When running an AWS Glue Visual ETL to convert to Parquet format which has:
AWS Glue Catalog => Change Schema => S3 Bucket
The following error is generated:
Error Category: UNCLASSIFIED_ERROR; An error occurred while calling
o171.pyWriteDynamicFrame. Inconsistent data type results in choice
type
I have an XML Structure that I am converting to Parquet format so that I can use AWS Athena to Query the data. The XML has a repeating Address Structure, where in some cases there will be 1 address and in other cases there could be 2,3,4 addresses. Like the following:
<root>
<dataRecord>
<addressList>
<address>
<add1>123 Street</add1>
<add2>Some Town</add2>
<postCode>A1 1AA</postCode>
</address>
<addressList>
<dataRecord>
<dataRecord>
<addressList>
<address>
<add1>456 Street</add1>
<add2>Other Town</add2>
<postCode>B1 1BB</postCode>
</address>
<address>
<add1>789 Street</add1>
<add2>New Town</add2>
<postCode>C1 1CC</postCode>
</address>
<addressList>
<dataRecord>
</root?
So when the XML is Crawled, the repeating dataRecord can have an addressList which contains 1 or more addresses. So when it comes to defining the data type for address, AWS Glue says either ‘array’ or ‘struct’.

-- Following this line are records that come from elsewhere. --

//! Stage-based difficulty scaling
//!
//! Monsters are built from fixed templates and multiplied up per stage.
//! Regular monsters and bosses grow along different curves.

/// Base chance for a room to hold a monster on stage 0
const MONSTER_BASE_CHANCE: f64 = 0.3;
/// Extra monster chance per stage
const MONSTER_CHANCE_PER_STAGE: f64 = 0.05;

/// Per-stat multipliers for a given stage
#[derive(Debug, Clone, Copy, PartialEq)]
pub struct StageScaling {
    pub stage: u32,
    pub hp: f64,
    pub attack: f64,
    pub defense: f64,
    pub xp: f64,
    pub gold: f64,
}

impl StageScaling {
    /// Scaling for regular room and wandering monsters
    pub fn normal(stage: u32) -> Self {
        Self {
            stage,
            hp: stage_factor(stage, 0.2),
            attack: stage_factor(stage, 0.1),
            defense: stage_factor(stage, 0.05),
            xp: stage_factor(stage, 0.1),
            gold: stage_factor(stage, 0.1),
        }
    }

    /// Scaling for the boss guarding a boss stage. HP grows much faster.
    pub fn boss(stage: u32) -> Self {
        Self {
            stage,
            hp: stage_factor(stage, 0.5),
            attack: stage_factor(stage, 0.2),
            defense: stage_factor(stage, 0.1),
            xp: stage_factor(stage, 0.2),
            gold: stage_factor(stage, 0.2),
        }
    }

    pub fn scale_hp(&self, base: i32) -> i32 {
        (base as f64 * self.hp) as i32
    }

    pub fn scale_attack(&self, base: i32) -> i32 {
        (base as f64 * self.attack) as i32
    }

    pub fn scale_defense(&self, base: i32) -> i32 {
        (base as f64 * self.defense) as i32
    }

    pub fn scale_xp(&self, base: u32) -> u32 {
        (base as f64 * self.xp) as u32
    }

    pub fn scale_gold(&self, base: u32) -> u32 {
        (base as f64 * self.gold) as u32
    }
}

/// `1 + per_stage * (stage - 1)`, so stage 1 is always unscaled
fn stage_factor(stage: u32, per_stage: f64) -> f64 {
    1.0 + stage.saturating_sub(1) as f64 * per_stage
}

/// Chance that a non-start room spawns a monster on a normal stage
pub fn monster_spawn_chance(stage: u32) -> f64 {
    (MONSTER_BASE_CHANCE + stage as f64 * MONSTER_CHANCE_PER_STAGE).min(1.0)
}

/// Every `interval`-th stage is a boss stage
pub fn is_boss_stage(stage: u32, interval: u32) -> bool {
    interval != 0 && stage % interval == 0
}

#[cfg(test)]
mod tests {
    use super::*;

    #[test]
    fn test_stage_one_is_unscaled() {
        let normal = StageScaling::normal(1);
        let boss = StageScaling::boss(1);
        assert_eq!(normal.scale_hp(30), 30);
        assert_eq!(normal.scale_defense(4), 4);
        assert_eq!(boss.scale_hp(200), 200);
        assert_eq!(boss.scale_gold(50), 50);
    }

    #[test]
    fn test_scaling_truncates() {
        // 5 * 1.1 = 5.5 -> 5
        let scaling = StageScaling::normal(2);
        assert_eq!(scaling.scale_attack(5), 5);
        // 2 * 1.05 = 2.1 -> 2
        assert_eq!(scaling.scale_defense(2), 2);
    }

    #[test]
    fn test_boss_hp_curve() {
        assert_eq!(StageScaling::boss(5).scale_hp(200), 600);
        assert_eq!(StageScaling::boss(3).scale_hp(200), 400);
    }

    #[test]
    fn test_spawn_chance() {
        assert!((monster_spawn_chance(1) - 0.35).abs() < 1e-9);
        assert!((monster_spawn_chance(4) - 0.5).abs() < 1e-9);
        assert_eq!(monster_spawn_chance(100), 1.0);
    }

    #[test]
    fn test_boss_cadence() {
        assert!(!is_boss_stage(1, 5));
        assert!(!is_boss_stage(4, 5));
        assert!(is_boss_stage(5, 5));
        assert!(is_boss_stage(10, 5));
        assert!(!is_boss_stage(3, 0));
    }
}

I have tried to add a custom code step in the visual with the following code based on what I’ve read on other posts in order to resolve the choice, however I’m still getting an error:
def MyTransform (glueContext, dfc) -> DynamicFrameCollection:
df = dfc.select(list(dfc.keys())[0])
df_resolved = df.resolveChoice(specs = [('addressList.address', 'cast:array')])
return (DynamicFrameCollection({"CustomTransform0": df_resolved}, glueContext))
In terms of giving the path to the field to resolve however, I am not sure and have tried a number of variations.